NEW YORK (CBS 2) — Of the 22 million Americans struggling with asthma, most are able to control it with medication. About 15 percent of asthma patients, however, have cases so severe they require frequent trips to the hospital.
Now, there’s a new treatment to help those people breathe easier.
Tony Cook runs between six and seven miles every day.
“I feel fantastic,” he said.
Until recently, though, his severe asthma made it too painful for him to work out for any length of time.
“It feels like a coil is just tightening around your lungs, and you can’t get any relief whatsoever,” Cook said.
In May, Cook underwent a new treatment called bronchial thermoplasty. Doctors put a tiny catheter down his breathing tubes to melt away the smooth muscle that can tighten during an asthma attack.
By increasing airflow, patients can respond better to inhalers and oral medications.
“We’re not curing asthma with this therapy – these patients will still have a diagnosis of asthma,” Dr. David Duhamel, director of pulmonary procedures at Virginia Hospital Center, said. “What we’re hoping to do is bring them down a notch.”
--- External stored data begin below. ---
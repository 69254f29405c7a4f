//! Property-name <-> attribute-name case conversion.
//!
//! `fooBar` and `foo_bar` both reflect to the `foo-bar` attribute; the reverse
//! direction yields camelCase.

/// Attribute name for a property name: kebab case, all lower.
pub fn attribute_name(property: &str) -> String {
    let mut out = String::with_capacity(property.len() + 4);
    for ch in property.chars() {
        if ch == '_' || ch == '-' {
            if !out.is_empty() && !out.ends_with('-') {
                out.push('-');
            }
        } else if ch.is_uppercase() {
            if !out.is_empty() && !out.ends_with('-') {
                out.push('-');
            }
            out.extend(ch.to_lowercase());
        } else {
            out.push(ch);
        }
    }
    out
}

/// Property name for an attribute name: camelCase.
pub fn property_name(attribute: &str) -> String {
    let mut out = String::with_capacity(attribute.len());
    let mut upper_next = false;
    for ch in attribute.chars() {
        if ch == '-' {
            upper_next = !out.is_empty();
        } else if upper_next {
            out.extend(ch.to_uppercase());
            upper_next = false;
        } else {
            out.push(ch);
        }
    }
    out
}
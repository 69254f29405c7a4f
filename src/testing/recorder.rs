//! Recorder: a shared, ordered call log, plus a view and a logic unit that
//! write to it when initialized.

use std::any::Any;
use std::cell::RefCell;
use std::rc::Rc;

use crate::mvc::{LogicUnit, Provider, Role, UnitContext, UnitProps, View};

// ---------------------------------------------------------------------------
// Recorder
// ---------------------------------------------------------------------------

/// Ordered log shared between the code under test and the assertions.
///
/// Cloning shares the log.
#[derive(Debug, Clone, Default)]
pub struct Recorder {
    entries: Rc<RefCell<Vec<String>>>,
}

impl Recorder {
    pub fn new() -> Self {
        Self::default()
    }

    /// Append an entry.
    pub fn record(&self, entry: impl Into<String>) {
        self.entries.borrow_mut().push(entry.into());
    }

    /// Snapshot of every entry so far.
    pub fn entries(&self) -> Vec<String> {
        self.entries.borrow().clone()
    }

    /// Index of the first entry equal to `entry`.
    pub fn position(&self, entry: &str) -> Option<usize> {
        self.entries.borrow().iter().position(|e| e == entry)
    }

    pub fn len(&self) -> usize {
        self.entries.borrow().len()
    }

    pub fn is_empty(&self) -> bool {
        self.entries.borrow().is_empty()
    }

    pub fn clear(&self) {
        self.entries.borrow_mut().clear();
    }
}

// ---------------------------------------------------------------------------
// RecordingView
// ---------------------------------------------------------------------------

/// View that records `label` when initialized.
pub struct RecordingView {
    context: UnitContext,
    recorder: Recorder,
    label: String,
}

impl RecordingView {
    pub fn new(props: &UnitProps, recorder: &Recorder, label: impl Into<String>) -> Self {
        Self {
            context: UnitContext::from_props(props),
            recorder: recorder.clone(),
            label: label.into(),
        }
    }

    /// Factory provider for an orchestrator.
    pub fn provider(recorder: &Recorder, label: impl Into<String>) -> Provider<dyn View> {
        let recorder = recorder.clone();
        let label = label.into();
        Provider::<dyn View>::of(move |props| RecordingView::new(&props, &recorder, label.clone()))
    }

    pub fn label(&self) -> &str {
        &self.label
    }
}

impl View for RecordingView {
    fn context(&self) -> &UnitContext {
        &self.context
    }

    fn initialize(&self) {
        self.recorder.record(self.label.clone());
    }

    fn as_any(&self) -> &dyn Any {
        self
    }
}

// ---------------------------------------------------------------------------
// RecordingUnit
// ---------------------------------------------------------------------------

/// Logic unit that records `label` when initialized.
pub struct RecordingUnit {
    context: UnitContext,
    recorder: Recorder,
    role: Role,
    label: String,
}

impl RecordingUnit {
    pub fn new(
        props: &UnitProps,
        recorder: &Recorder,
        role: Role,
        label: impl Into<String>,
    ) -> Self {
        Self {
            context: UnitContext::from_props(props),
            recorder: recorder.clone(),
            role,
            label: label.into(),
        }
    }

    /// Factory provider registering under `label`.
    pub fn provider(
        recorder: &Recorder,
        role: Role,
        label: impl Into<String>,
    ) -> Provider<dyn LogicUnit> {
        let recorder = recorder.clone();
        let label = label.into();
        Provider::<dyn LogicUnit>::of(move |props| {
            let unit = RecordingUnit::new(&props, &recorder, role, label.clone());
            unit.context.set_key_name(label.clone());
            unit
        })
    }

    pub fn label(&self) -> &str {
        &self.label
    }
}

impl LogicUnit for RecordingUnit {
    fn context(&self) -> &UnitContext {
        &self.context
    }

    fn role(&self) -> Role {
        self.role
    }

    fn initialize(&self) {
        self.recorder.record(self.label.clone());
    }

    fn as_any(&self) -> &dyn Any {
        self
    }
}

#[cfg(test)]
mod tests {
    use super::*;

    #[test]
    fn recorder_is_shared_and_ordered() {
        let recorder = Recorder::new();
        let other = recorder.clone();
        recorder.record("a");
        other.record("b");
        assert_eq!(recorder.entries(), vec!["a", "b"]);
        assert_eq!(recorder.position("b"), Some(1));
        assert_eq!(recorder.position("c"), None);
        recorder.clear();
        assert!(other.is_empty());
    }

    #[test]
    fn recording_unit_keys_itself_by_label() {
        let recorder = Recorder::new();
        let unit =
            RecordingUnit::provider(&recorder, Role::Tool, "grid").generate(&UnitProps::new());
        assert_eq!(unit.context().key_name().as_deref(), Some("grid"));
        assert_eq!(unit.role(), Role::Tool);
        unit.initialize();
        assert_eq!(recorder.entries(), vec!["grid"]);
    }

    #[test]
    fn recording_view_records_label() {
        let recorder = Recorder::new();
        let view = RecordingView::provider(&recorder, "view").generate(&UnitProps::new());
        view.initialize();
        assert_eq!(recorder.len(), 1);
        assert_eq!(
            view.as_any().downcast_ref::<RecordingView>().map(RecordingView::label),
            Some("view")
        );
    }
}
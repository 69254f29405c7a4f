//! Installation ledger for accessor-style property declarations.
//!
//! A getter/setter declaration is installed once per owner type, not once per
//! instance: the first call to [`descriptor`] for a given `(owner, name)` pair
//! builds the [`PropertyOptions`] and every later call (from any instance)
//! receives the same shared record. The ledger is an identity-keyed side table
//! from the owner's `TypeId` to the set of names already processed.

use std::any::{Any, TypeId};
use std::cell::RefCell;
use std::collections::HashMap;
use std::rc::Rc;

use tracing::debug;

use super::options::PropertyOptions;

type LedgerKey = (TypeId, &'static str);

thread_local! {
    static LEDGER: RefCell<HashMap<LedgerKey, Rc<dyn Any>>> = RefCell::new(HashMap::new());
}

/// The shared options for property `name` on owner type `O`, built with
/// `build` the first time it is requested.
///
/// `build` runs outside the ledger borrow, so it may itself request other
/// descriptors.
pub fn descriptor<O: 'static, T: 'static>(
    name: &'static str,
    build: impl FnOnce() -> PropertyOptions<T>,
) -> Rc<PropertyOptions<T>> {
    let key = (TypeId::of::<O>(), name);
    let existing = LEDGER.with(|ledger| ledger.borrow().get(&key).cloned());
    if let Some(any) = existing {
        match any.downcast::<PropertyOptions<T>>() {
            Ok(options) => return options,
            Err(_) => debug!(
                owner = std::any::type_name::<O>(),
                name, "property descriptor redeclared with a different value type"
            ),
        }
    }

    let options = Rc::new(build());
    LEDGER.with(|ledger| {
        ledger
            .borrow_mut()
            .insert(key, Rc::clone(&options) as Rc<dyn Any>);
    });
    debug!(owner = std::any::type_name::<O>(), name, "property descriptor installed");
    options
}

/// Whether property `name` has been installed for owner type `O`.
pub fn is_installed<O: 'static>(name: &'static str) -> bool {
    LEDGER.with(|ledger| ledger.borrow().contains_key(&(TypeId::of::<O>(), name)))
}

/// Names installed for owner type `O`, sorted.
pub fn installed_names<O: 'static>() -> Vec<&'static str> {
    let owner = TypeId::of::<O>();
    let mut names: Vec<&'static str> = LEDGER.with(|ledger| {
        ledger
            .borrow()
            .keys()
            .filter(|(ty, _)| *ty == owner)
            .map(|(_, name)| *name)
            .collect()
    });
    names.sort_unstable();
    names
}

#[cfg(test)]
mod tests {
    use super::*;
    use crate::property::ManagedProperty;
    use std::cell::Cell;

    struct Owner;
    struct OtherOwner;

    #[test]
    fn builds_once_per_owner_and_name() {
        let builds = Cell::new(0);
        let build = || {
            builds.set(builds.get() + 1);
            PropertyOptions::<u32>::new().with_default(1)
        };
        let a = descriptor::<Owner, u32>("count", build);
        let b = descriptor::<Owner, u32>("count", || {
            builds.set(builds.get() + 1);
            PropertyOptions::new()
        });
        assert_eq!(builds.get(), 1);
        assert!(Rc::ptr_eq(&a, &b));
    }

    #[test]
    fn owners_are_independent() {
        let a = descriptor::<Owner, u32>("size", PropertyOptions::new);
        let b = descriptor::<OtherOwner, u32>("size", PropertyOptions::new);
        assert!(!Rc::ptr_eq(&a, &b));
        assert!(is_installed::<Owner>("size"));
        assert!(is_installed::<OtherOwner>("size"));
        assert!(!is_installed::<OtherOwner>("missing"));
    }

    #[test]
    fn instances_share_hooks_but_not_storage() {
        struct Gauge;
        let make = || {
            ManagedProperty::from_descriptor(descriptor::<Gauge, i32>("level", || {
                PropertyOptions::new().pre_process(|_, v: i32| v.max(0))
            }))
        };
        let first = make();
        let second = make();
        first.set(-5);
        second.set(7);
        assert_eq!(first.get(), Some(0));
        assert_eq!(second.get(), Some(7));
        assert!(Rc::ptr_eq(first.options(), second.options()));
    }

    #[test]
    fn installed_names_sorted() {
        struct Panel;
        descriptor::<Panel, bool>("open", PropertyOptions::new);
        descriptor::<Panel, String>("label", PropertyOptions::new);
        assert_eq!(installed_names::<Panel>(), vec!["label", "open"]);
    }
}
Bronchial thermoplasty isn’t for people with mild or moderate asthma, though. It’s for people whose attacks are so severe that they make regular visits to the emergency room, and need to use rescue inhalers constantly.
Bronchial thermoplasty requires three outpatient treatments that last about 30 minutes each.
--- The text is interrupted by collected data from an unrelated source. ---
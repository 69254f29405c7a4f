//! PropertyOptions: the configuration record for a managed property.
//!
//! Options are built with chainable setters and then shared (behind an `Rc`)
//! by every [`ManagedProperty`] created from them. Accessor-style
//! declarations share one options record per owner type through the
//! [`ledger`](super::ledger); field-style declarations own theirs.

use std::fmt;
use std::rc::Rc;

use super::managed::{Accessor, ManagedProperty};

/// Callback observing a value about to be, or just, written.
pub type Hook<T> = Rc<dyn Fn(&ManagedProperty<T>, &T)>;
/// Callback transforming an incoming value before it is compared and stored.
pub type PreProcess<T> = Rc<dyn Fn(&ManagedProperty<T>, T) -> T>;
/// User getter. Returning `None` means "undefined".
pub type Getter<T> = Rc<dyn Fn(&ManagedProperty<T>) -> Option<T>>;
/// Callback producing a default value on first read.
pub type DefaultFn<T> = Rc<dyn Fn(&ManagedProperty<T>) -> T>;
/// Callback producing an initial value at construction.
pub type InitialFn<T> = Rc<dyn Fn() -> T>;

/// Where a default value comes from.
pub enum Fallback<T: 'static> {
    Value(T),
    With(DefaultFn<T>),
}

/// Where an initial value comes from.
pub enum Initial<T: 'static> {
    Value(T),
    With(InitialFn<T>),
}

/// Behavior flags and hooks for a [`ManagedProperty`].
pub struct PropertyOptions<T: 'static> {
    pub(crate) cancel_if_unchanged: bool,
    pub(crate) return_getter_value: bool,
    pub(crate) fire_setter_before_storing: bool,
    pub(crate) set_if_undefined: Option<bool>,
    pub(crate) default: Option<Fallback<T>>,
    pub(crate) initial: Option<Initial<T>>,
    pub(crate) pre_process: Option<PreProcess<T>>,
    pub(crate) before_write: Option<Hook<T>>,
    pub(crate) after_write: Vec<Hook<T>>,
    pub(crate) getter: Option<Getter<T>>,
    pub(crate) setter: Option<Hook<T>>,
    pub(crate) parent: Option<Rc<dyn Accessor<T>>>,
}

impl<T: 'static> Default for PropertyOptions<T> {
    fn default() -> Self {
        Self {
            cancel_if_unchanged: true,
            return_getter_value: false,
            fire_setter_before_storing: false,
            set_if_undefined: None,
            default: None,
            initial: None,
            pre_process: None,
            before_write: None,
            after_write: Vec::new(),
            getter: None,
            setter: None,
            parent: None,
        }
    }
}

impl<T: 'static> PropertyOptions<T> {
    /// Options with every flag at its default.
    pub fn new() -> Self {
        Self::default()
    }

    /// Skip the write (and every hook) when the pre-processed value equals the
    /// current one. On by default.
    pub fn cancel_if_unchanged(mut self, cancel: bool) -> Self {
        self.cancel_if_unchanged = cancel;
        self
    }

    /// Serve reads from the user getter instead of backing storage.
    pub fn return_getter_value(mut self, enabled: bool) -> Self {
        self.return_getter_value = enabled;
        self
    }

    /// Call the user setter before the value reaches backing storage.
    pub fn fire_setter_before_storing(mut self, enabled: bool) -> Self {
        self.fire_setter_before_storing = enabled;
        self
    }

    /// Whether a computed default is written through the write path.
    ///
    /// Defaults to `true` once a default is configured. With `false` the
    /// default is returned from the read but never stored.
    pub fn set_if_undefined(mut self, enabled: bool) -> Self {
        self.set_if_undefined = Some(enabled);
        self
    }

    /// Default value served when the property is undefined on read.
    pub fn with_default(mut self, value: T) -> Self {
        self.default = Some(Fallback::Value(value));
        self
    }

    /// Default computed on read when the property is undefined.
    pub fn default_with(mut self, f: impl Fn(&ManagedProperty<T>) -> T + 'static) -> Self {
        self.default = Some(Fallback::With(Rc::new(f)));
        self
    }

    /// Value seeded into backing storage at construction.
    pub fn with_initial(mut self, value: T) -> Self {
        self.initial = Some(Initial::Value(value));
        self
    }

    /// Callback producing the value seeded at construction.
    pub fn initial_with(mut self, f: impl Fn() -> T + 'static) -> Self {
        self.initial = Some(Initial::With(Rc::new(f)));
        self
    }

    /// Transform every incoming value (including initial values).
    pub fn pre_process(mut self, f: impl Fn(&ManagedProperty<T>, T) -> T + 'static) -> Self {
        self.pre_process = Some(Rc::new(f));
        self
    }

    /// Observe the raw incoming value before pre-processing.
    pub fn before_write(mut self, f: impl Fn(&ManagedProperty<T>, &T) + 'static) -> Self {
        self.before_write = Some(Rc::new(f));
        self
    }

    /// Observe the final value after it has been stored.
    ///
    /// Multiple hooks run in the order they were added.
    pub fn after_write(mut self, f: impl Fn(&ManagedProperty<T>, &T) + 'static) -> Self {
        self.after_write.push(Rc::new(f));
        self
    }

    /// User getter captured at setup time.
    pub fn getter(mut self, f: impl Fn(&ManagedProperty<T>) -> Option<T> + 'static) -> Self {
        self.getter = Some(Rc::new(f));
        self
    }

    /// User setter captured at setup time.
    pub fn setter(mut self, f: impl Fn(&ManagedProperty<T>, &T) + 'static) -> Self {
        self.setter = Some(Rc::new(f));
        self
    }

    /// Delegate reads to `parent` and mirror writes into it.
    pub fn overriding(mut self, parent: Rc<dyn Accessor<T>>) -> Self {
        self.parent = Some(parent);
        self
    }

    /// Whether a computed default is written back on read.
    pub(crate) fn stores_default(&self) -> bool {
        self.set_if_undefined.unwrap_or(true)
    }

    /// Whether any defaulting option applies.
    pub fn has_default(&self) -> bool {
        self.default.is_some()
    }
}

impl<T: Clone + 'static> Clone for Fallback<T> {
    fn clone(&self) -> Self {
        match self {
            Self::Value(v) => Self::Value(v.clone()),
            Self::With(f) => Self::With(Rc::clone(f)),
        }
    }
}

impl<T: Clone + 'static> Clone for Initial<T> {
    fn clone(&self) -> Self {
        match self {
            Self::Value(v) => Self::Value(v.clone()),
            Self::With(f) => Self::With(Rc::clone(f)),
        }
    }
}

impl<T: Clone + 'static> Clone for PropertyOptions<T> {
    fn clone(&self) -> Self {
        Self {
            cancel_if_unchanged: self.cancel_if_unchanged,
            return_getter_value: self.return_getter_value,
            fire_setter_before_storing: self.fire_setter_before_storing,
            set_if_undefined: self.set_if_undefined,
            default: self.default.clone(),
            initial: self.initial.clone(),
            pre_process: self.pre_process.clone(),
            before_write: self.before_write.clone(),
            after_write: self.after_write.clone(),
            getter: self.getter.clone(),
            setter: self.setter.clone(),
            parent: self.parent.clone(),
        }
    }
}

impl<T: 'static> fmt::Debug for PropertyOptions<T> {
    fn fmt(&self, f: &mut fmt::Formatter<'_>) -> fmt::Result {
        f.debug_struct("PropertyOptions")
            .field("cancel_if_unchanged", &self.cancel_if_unchanged)
            .field("return_getter_value", &self.return_getter_value)
            .field("fire_setter_before_storing", &self.fire_setter_before_storing)
            .field("set_if_undefined", &self.set_if_undefined)
            .field("has_default", &self.default.is_some())
            .field("has_initial", &self.initial.is_some())
            .field("after_write_hooks", &self.after_write.len())
            .field("overrides", &self.parent.is_some())
            .finish()
    }
}

#[cfg(test)]
mod tests {
    use super::*;

    #[test]
    fn defaults() {
        let opts = PropertyOptions::<u32>::new();
        assert!(opts.cancel_if_unchanged);
        assert!(!opts.return_getter_value);
        assert!(!opts.fire_setter_before_storing);
        assert!(!opts.has_default());
        assert!(opts.stores_default());
    }

    #[test]
    fn builder_chains() {
        let opts = PropertyOptions::<u32>::new()
            .cancel_if_unchanged(false)
            .fire_setter_before_storing(true)
            .with_default(3)
            .set_if_undefined(false)
            .after_write(|_, _| {})
            .after_write(|_, _| {});
        assert!(!opts.cancel_if_unchanged);
        assert!(opts.fire_setter_before_storing);
        assert!(opts.has_default());
        assert!(!opts.stores_default());
        assert_eq!(opts.after_write.len(), 2);
    }

    #[test]
    fn sources_hold_callbacks() {
        let fallback: Fallback<String> =
            Fallback::With(Rc::new(|_: &ManagedProperty<String>| "computed".to_owned()));
        let initial: Initial<String> = Initial::With(Rc::new(|| "seed".to_owned()));
        assert!(matches!(fallback, Fallback::With(_)));
        assert!(matches!(initial, Initial::With(ref f) if f() == "seed"));

        let prop = ManagedProperty::new(
            PropertyOptions::<String>::new().default_with(|_| "computed".to_owned()),
        );
        assert_eq!(prop.get().as_deref(), Some("computed"));
    }

    #[test]
    fn debug_hides_closures() {
        let opts = PropertyOptions::<u32>::new().setter(|_, _| {});
        let dbg = format!("{opts:?}");
        assert!(dbg.contains("PropertyOptions"));
        assert!(dbg.contains("cancel_if_unchanged: true"));
    }
}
“Right after the procedure, I felt that coil loosen. To me, it was amazing,” Cook said.
He felt better immediately, but typically the patients’ asthma gets worse the first few days after treatment. Then, it improves dramatically.
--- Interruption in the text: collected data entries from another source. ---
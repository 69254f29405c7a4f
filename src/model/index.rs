//! BlockIndex: the one routine that maps block keys to arena slots.
//!
//! Array mode keeps an ordered `Vec` of slots; inserting or deleting at an
//! index shifts every later block by one. Map mode keeps an insertion-ordered
//! map. Every model entry point resolves keys through here so the shifting
//! rules live in exactly one place.

use indexmap::IndexMap;
use serde::{Deserialize, Serialize};
use slotmap::new_key_type;

use super::key::BlockKey;

new_key_type! {
    /// Arena slot of a block inside a model.
    pub struct BlockId;
}

/// How a model organizes its blocks. Fixed at construction.
#[derive(Debug, Clone, Copy, PartialEq, Eq, Hash, Serialize, Deserialize)]
#[serde(rename_all = "lowercase")]
pub enum StorageMode {
    /// Blocks in an ordered sequence, keyed `0..len`.
    Array,
    /// Blocks keyed by arbitrary valid keys.
    Map,
}

#[derive(Debug, Clone)]
pub(crate) enum BlockIndex {
    Array(Vec<BlockId>),
    Map(IndexMap<BlockKey, BlockId>),
}

impl BlockIndex {
    pub(crate) fn new(mode: StorageMode) -> Self {
        match mode {
            StorageMode::Array => Self::Array(Vec::new()),
            StorageMode::Map => Self::Map(IndexMap::new()),
        }
    }

    pub(crate) fn len(&self) -> usize {
        match self {
            Self::Array(slots) => slots.len(),
            Self::Map(slots) => slots.len(),
        }
    }

    /// In-range array position for `key`, if any.
    fn position(&self, key: &BlockKey, len: usize) -> Option<usize> {
        let index = usize::try_from(key.as_index()?).ok()?;
        (index < len).then_some(index)
    }

    /// Slot for an existing block.
    pub(crate) fn resolve(&self, key: &BlockKey) -> Option<BlockId> {
        if !key.is_valid() {
            return None;
        }
        match self {
            Self::Array(slots) => self.position(key, slots.len()).map(|i| slots[i]),
            Self::Map(slots) => slots.get(key).copied(),
        }
    }

    /// Current key of the block in `id`.
    pub(crate) fn key_of(&self, id: BlockId) -> Option<BlockKey> {
        match self {
            Self::Array(slots) => slots.iter().position(|s| *s == id).map(BlockKey::from),
            Self::Map(slots) => slots
                .iter()
                .find_map(|(k, s)| (*s == id).then(|| k.clone())),
        }
    }

    /// Whether [`set`](Self::set) would accept `key`. Array mode accepts
    /// `0..=len` (`len` appends).
    pub(crate) fn accepts(&self, key: &BlockKey) -> bool {
        if !key.is_valid() {
            return false;
        }
        match self {
            Self::Array(slots) => self.position(key, slots.len() + 1).is_some(),
            Self::Map(_) => true,
        }
    }

    /// Place `id` at `key`, returning the slot it displaced.
    ///
    /// Callers check [`accepts`](Self::accepts) first; a rejected key leaves
    /// the index untouched and returns `Err(id)`.
    pub(crate) fn set(&mut self, key: &BlockKey, id: BlockId) -> Result<Option<BlockId>, BlockId> {
        if !self.accepts(key) {
            return Err(id);
        }
        match self {
            Self::Array(slots) => {
                let Some(index) = key.as_index().and_then(|i| usize::try_from(i).ok()) else {
                    return Err(id);
                };
                if index == slots.len() {
                    slots.push(id);
                    Ok(None)
                } else {
                    Ok(Some(std::mem::replace(&mut slots[index], id)))
                }
            }
            Self::Map(slots) => Ok(slots.insert(key.clone(), id)),
        }
    }

    /// Insert `id`, shifting later array blocks up. Array mode inserts at an
    /// in-range index and appends otherwise. Map mode behaves like `set`.
    ///
    /// Returns the final key and any displaced slot (map mode only).
    pub(crate) fn insert(
        &mut self,
        key: Option<&BlockKey>,
        id: BlockId,
    ) -> (BlockKey, Option<BlockId>) {
        match self {
            Self::Array(slots) => {
                let len = slots.len();
                let at = key
                    .and_then(|k| k.as_index())
                    .and_then(|i| usize::try_from(i).ok())
                    .filter(|i| *i < len);
                match at {
                    Some(index) => {
                        slots.insert(index, id);
                        (BlockKey::from(index), None)
                    }
                    None => {
                        slots.push(id);
                        (BlockKey::from(len), None)
                    }
                }
            }
            Self::Map(slots) => {
                let key = key.cloned().unwrap_or_else(BlockKey::default_name);
                let displaced = slots.insert(key.clone(), id);
                (key, displaced)
            }
        }
    }

    /// Remove the block at `key`, shifting later array blocks down.
    pub(crate) fn remove(&mut self, key: &BlockKey) -> Option<BlockId> {
        if !key.is_valid() {
            return None;
        }
        match self {
            Self::Array(slots) => {
                let index = usize::try_from(key.as_index()?).ok()?;
                (index < slots.len()).then(|| slots.remove(index))
            }
            Self::Map(slots) => slots.shift_remove(key),
        }
    }

    /// Keys in order.
    pub(crate) fn keys(&self) -> Vec<BlockKey> {
        match self {
            Self::Array(slots) => (0..slots.len()).map(BlockKey::from).collect(),
            Self::Map(slots) => slots.keys().cloned().collect(),
        }
    }

    /// `(key, slot)` pairs in order.
    pub(crate) fn entries(&self) -> Vec<(BlockKey, BlockId)> {
        match self {
            Self::Array(slots) => slots
                .iter()
                .enumerate()
                .map(|(i, s)| (BlockKey::from(i), *s))
                .collect(),
            Self::Map(slots) => slots.iter().map(|(k, s)| (k.clone(), *s)).collect(),
        }
    }
}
“I’m not coughing, I’m not wheezing,” Cook said. “It’s just the quality of life that I’ve always dreamed of having.”
Patients should check with their insurers, however – because the procedure is so new, Cook’s insurance didn’t cover it.
Bronchial thermoplasty received approval by the Food and Drug Administration in April. The FDA is requiring Asthmatx, the company behind the procedure, to conduct a five-year study to determine the long-term effects of the treatment.